DATA IN THIS EXERCISE:
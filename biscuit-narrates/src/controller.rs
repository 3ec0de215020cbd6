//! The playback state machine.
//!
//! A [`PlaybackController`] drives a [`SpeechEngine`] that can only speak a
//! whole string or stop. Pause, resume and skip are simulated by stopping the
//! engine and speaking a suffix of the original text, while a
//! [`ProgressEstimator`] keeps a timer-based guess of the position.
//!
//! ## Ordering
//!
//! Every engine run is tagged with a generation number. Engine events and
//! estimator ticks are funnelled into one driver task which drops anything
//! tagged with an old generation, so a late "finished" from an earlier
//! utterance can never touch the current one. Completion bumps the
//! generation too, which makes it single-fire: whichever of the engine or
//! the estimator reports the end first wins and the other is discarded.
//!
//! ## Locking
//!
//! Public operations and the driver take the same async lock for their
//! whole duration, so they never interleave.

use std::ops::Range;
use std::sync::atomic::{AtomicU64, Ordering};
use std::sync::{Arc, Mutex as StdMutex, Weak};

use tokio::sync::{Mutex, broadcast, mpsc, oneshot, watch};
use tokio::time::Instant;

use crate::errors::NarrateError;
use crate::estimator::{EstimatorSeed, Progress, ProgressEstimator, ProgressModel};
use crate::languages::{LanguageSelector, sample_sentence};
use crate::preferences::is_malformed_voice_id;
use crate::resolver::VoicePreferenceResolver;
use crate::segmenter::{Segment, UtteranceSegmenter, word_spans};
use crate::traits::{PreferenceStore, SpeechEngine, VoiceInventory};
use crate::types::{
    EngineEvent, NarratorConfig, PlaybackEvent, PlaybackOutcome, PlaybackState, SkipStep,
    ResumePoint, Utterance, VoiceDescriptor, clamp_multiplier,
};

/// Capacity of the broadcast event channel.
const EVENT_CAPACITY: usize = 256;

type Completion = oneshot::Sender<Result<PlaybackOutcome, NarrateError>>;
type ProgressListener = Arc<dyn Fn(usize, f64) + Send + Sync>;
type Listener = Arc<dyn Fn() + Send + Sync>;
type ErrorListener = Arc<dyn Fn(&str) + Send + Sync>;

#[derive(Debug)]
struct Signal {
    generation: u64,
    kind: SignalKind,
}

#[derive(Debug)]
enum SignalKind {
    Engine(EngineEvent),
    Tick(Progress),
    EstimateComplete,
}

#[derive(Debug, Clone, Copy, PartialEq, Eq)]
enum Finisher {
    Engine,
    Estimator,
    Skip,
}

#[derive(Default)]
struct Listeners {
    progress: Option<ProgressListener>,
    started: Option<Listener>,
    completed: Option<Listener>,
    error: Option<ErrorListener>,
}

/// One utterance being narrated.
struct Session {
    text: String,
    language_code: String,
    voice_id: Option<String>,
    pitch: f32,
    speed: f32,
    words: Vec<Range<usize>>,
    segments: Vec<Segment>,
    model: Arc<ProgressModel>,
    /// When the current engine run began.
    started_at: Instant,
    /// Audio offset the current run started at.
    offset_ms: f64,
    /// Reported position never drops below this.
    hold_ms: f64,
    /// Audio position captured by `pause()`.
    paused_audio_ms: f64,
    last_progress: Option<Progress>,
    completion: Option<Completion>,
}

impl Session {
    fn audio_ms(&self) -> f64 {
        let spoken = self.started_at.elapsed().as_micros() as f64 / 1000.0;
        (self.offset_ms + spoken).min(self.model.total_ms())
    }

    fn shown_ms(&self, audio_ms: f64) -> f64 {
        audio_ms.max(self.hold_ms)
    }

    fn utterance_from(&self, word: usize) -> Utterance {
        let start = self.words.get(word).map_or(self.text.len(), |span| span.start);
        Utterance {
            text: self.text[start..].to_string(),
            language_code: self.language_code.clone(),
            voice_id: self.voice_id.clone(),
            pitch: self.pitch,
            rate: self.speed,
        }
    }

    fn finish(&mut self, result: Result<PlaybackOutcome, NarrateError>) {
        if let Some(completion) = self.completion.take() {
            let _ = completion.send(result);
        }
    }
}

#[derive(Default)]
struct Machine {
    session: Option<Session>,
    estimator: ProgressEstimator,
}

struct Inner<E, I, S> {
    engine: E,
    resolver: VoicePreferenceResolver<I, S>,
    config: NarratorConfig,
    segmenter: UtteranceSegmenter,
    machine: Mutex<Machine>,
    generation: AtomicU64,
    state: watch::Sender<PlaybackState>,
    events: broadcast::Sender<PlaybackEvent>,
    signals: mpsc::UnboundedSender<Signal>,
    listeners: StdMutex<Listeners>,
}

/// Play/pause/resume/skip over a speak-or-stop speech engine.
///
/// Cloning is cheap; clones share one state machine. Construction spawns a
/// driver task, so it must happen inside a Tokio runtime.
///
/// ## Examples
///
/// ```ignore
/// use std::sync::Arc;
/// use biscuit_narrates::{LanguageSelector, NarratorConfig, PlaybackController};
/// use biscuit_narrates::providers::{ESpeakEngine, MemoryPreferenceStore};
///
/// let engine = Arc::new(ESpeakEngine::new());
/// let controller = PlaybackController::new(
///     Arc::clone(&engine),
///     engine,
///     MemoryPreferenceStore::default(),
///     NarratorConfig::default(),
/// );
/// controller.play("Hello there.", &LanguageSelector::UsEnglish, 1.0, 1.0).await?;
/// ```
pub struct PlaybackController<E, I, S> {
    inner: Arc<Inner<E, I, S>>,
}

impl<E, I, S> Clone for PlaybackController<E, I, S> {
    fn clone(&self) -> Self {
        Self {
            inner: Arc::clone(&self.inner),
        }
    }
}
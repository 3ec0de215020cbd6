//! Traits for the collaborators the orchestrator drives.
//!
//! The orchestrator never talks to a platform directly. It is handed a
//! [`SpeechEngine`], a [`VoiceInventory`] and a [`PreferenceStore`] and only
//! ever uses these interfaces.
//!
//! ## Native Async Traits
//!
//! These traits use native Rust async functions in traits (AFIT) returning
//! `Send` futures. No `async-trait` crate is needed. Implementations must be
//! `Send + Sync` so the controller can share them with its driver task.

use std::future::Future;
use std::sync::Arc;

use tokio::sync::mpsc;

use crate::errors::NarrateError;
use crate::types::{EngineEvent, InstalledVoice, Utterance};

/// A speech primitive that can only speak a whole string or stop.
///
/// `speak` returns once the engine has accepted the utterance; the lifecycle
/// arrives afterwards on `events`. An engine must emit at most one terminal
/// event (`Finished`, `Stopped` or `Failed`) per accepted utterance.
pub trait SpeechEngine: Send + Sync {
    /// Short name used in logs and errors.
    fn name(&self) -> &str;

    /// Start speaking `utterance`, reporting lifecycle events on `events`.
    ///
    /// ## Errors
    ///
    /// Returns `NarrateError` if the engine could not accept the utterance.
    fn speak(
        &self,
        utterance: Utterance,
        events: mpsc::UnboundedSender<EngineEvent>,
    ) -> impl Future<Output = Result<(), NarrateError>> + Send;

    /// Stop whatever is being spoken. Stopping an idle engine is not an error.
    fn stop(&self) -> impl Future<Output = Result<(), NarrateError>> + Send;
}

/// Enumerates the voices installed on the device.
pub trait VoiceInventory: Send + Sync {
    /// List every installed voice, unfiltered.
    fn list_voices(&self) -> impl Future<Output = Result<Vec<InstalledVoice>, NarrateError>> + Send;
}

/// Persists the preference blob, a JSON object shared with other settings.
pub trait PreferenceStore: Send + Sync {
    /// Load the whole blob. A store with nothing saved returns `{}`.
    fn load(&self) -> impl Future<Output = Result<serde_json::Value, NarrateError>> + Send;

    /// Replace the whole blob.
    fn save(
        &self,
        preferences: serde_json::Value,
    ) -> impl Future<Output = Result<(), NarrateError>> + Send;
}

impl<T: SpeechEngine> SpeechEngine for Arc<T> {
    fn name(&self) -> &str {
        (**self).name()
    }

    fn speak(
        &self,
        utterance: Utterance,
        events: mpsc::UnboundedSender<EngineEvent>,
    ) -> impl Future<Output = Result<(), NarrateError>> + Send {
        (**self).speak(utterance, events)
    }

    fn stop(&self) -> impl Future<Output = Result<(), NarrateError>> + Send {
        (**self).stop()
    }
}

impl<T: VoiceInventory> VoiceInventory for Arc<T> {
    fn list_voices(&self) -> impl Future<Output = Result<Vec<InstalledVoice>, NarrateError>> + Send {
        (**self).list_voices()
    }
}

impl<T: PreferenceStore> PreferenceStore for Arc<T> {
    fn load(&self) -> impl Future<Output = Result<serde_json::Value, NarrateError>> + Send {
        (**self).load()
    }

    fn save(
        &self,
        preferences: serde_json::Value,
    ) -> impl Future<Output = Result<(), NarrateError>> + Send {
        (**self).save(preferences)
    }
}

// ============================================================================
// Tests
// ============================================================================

WHAT TO DO:
Could you restate, word for word, the lines above from the one with "fn utterance_from(&self, word: usize)" to the one with "speak-or-stop speech engine.", both included?

RESULT OF THE TASK:
    fn utterance_from(&self, word: usize) -> Utterance {
        let start = self.words.get(word).map_or(self.text.len(), |span| span.start);
        Utterance {
            text: self.text[start..].to_string(),
            language_code: self.language_code.clone(),
            voice_id: self.voice_id.clone(),
            pitch: self.pitch,
            rate: self.speed,
        }
    }

    fn finish(&mut self, result: Result<PlaybackOutcome, NarrateError>) {
        if let Some(completion) = self.completion.take() {
            let _ = completion.send(result);
        }
    }
}

#[derive(Default)]
struct Machine {
    session: Option<Session>,
    estimator: ProgressEstimator,
}

struct Inner<E, I, S> {
    engine: E,
    resolver: VoicePreferenceResolver<I, S>,
    config: NarratorConfig,
    segmenter: UtteranceSegmenter,
    machine: Mutex<Machine>,
    generation: AtomicU64,
    state: watch::Sender<PlaybackState>,
    events: broadcast::Sender<PlaybackEvent>,
    signals: mpsc::UnboundedSender<Signal>,
    listeners: StdMutex<Listeners>,
}

/// Play/pause/resume/skip over a speak-or-stop speech engine.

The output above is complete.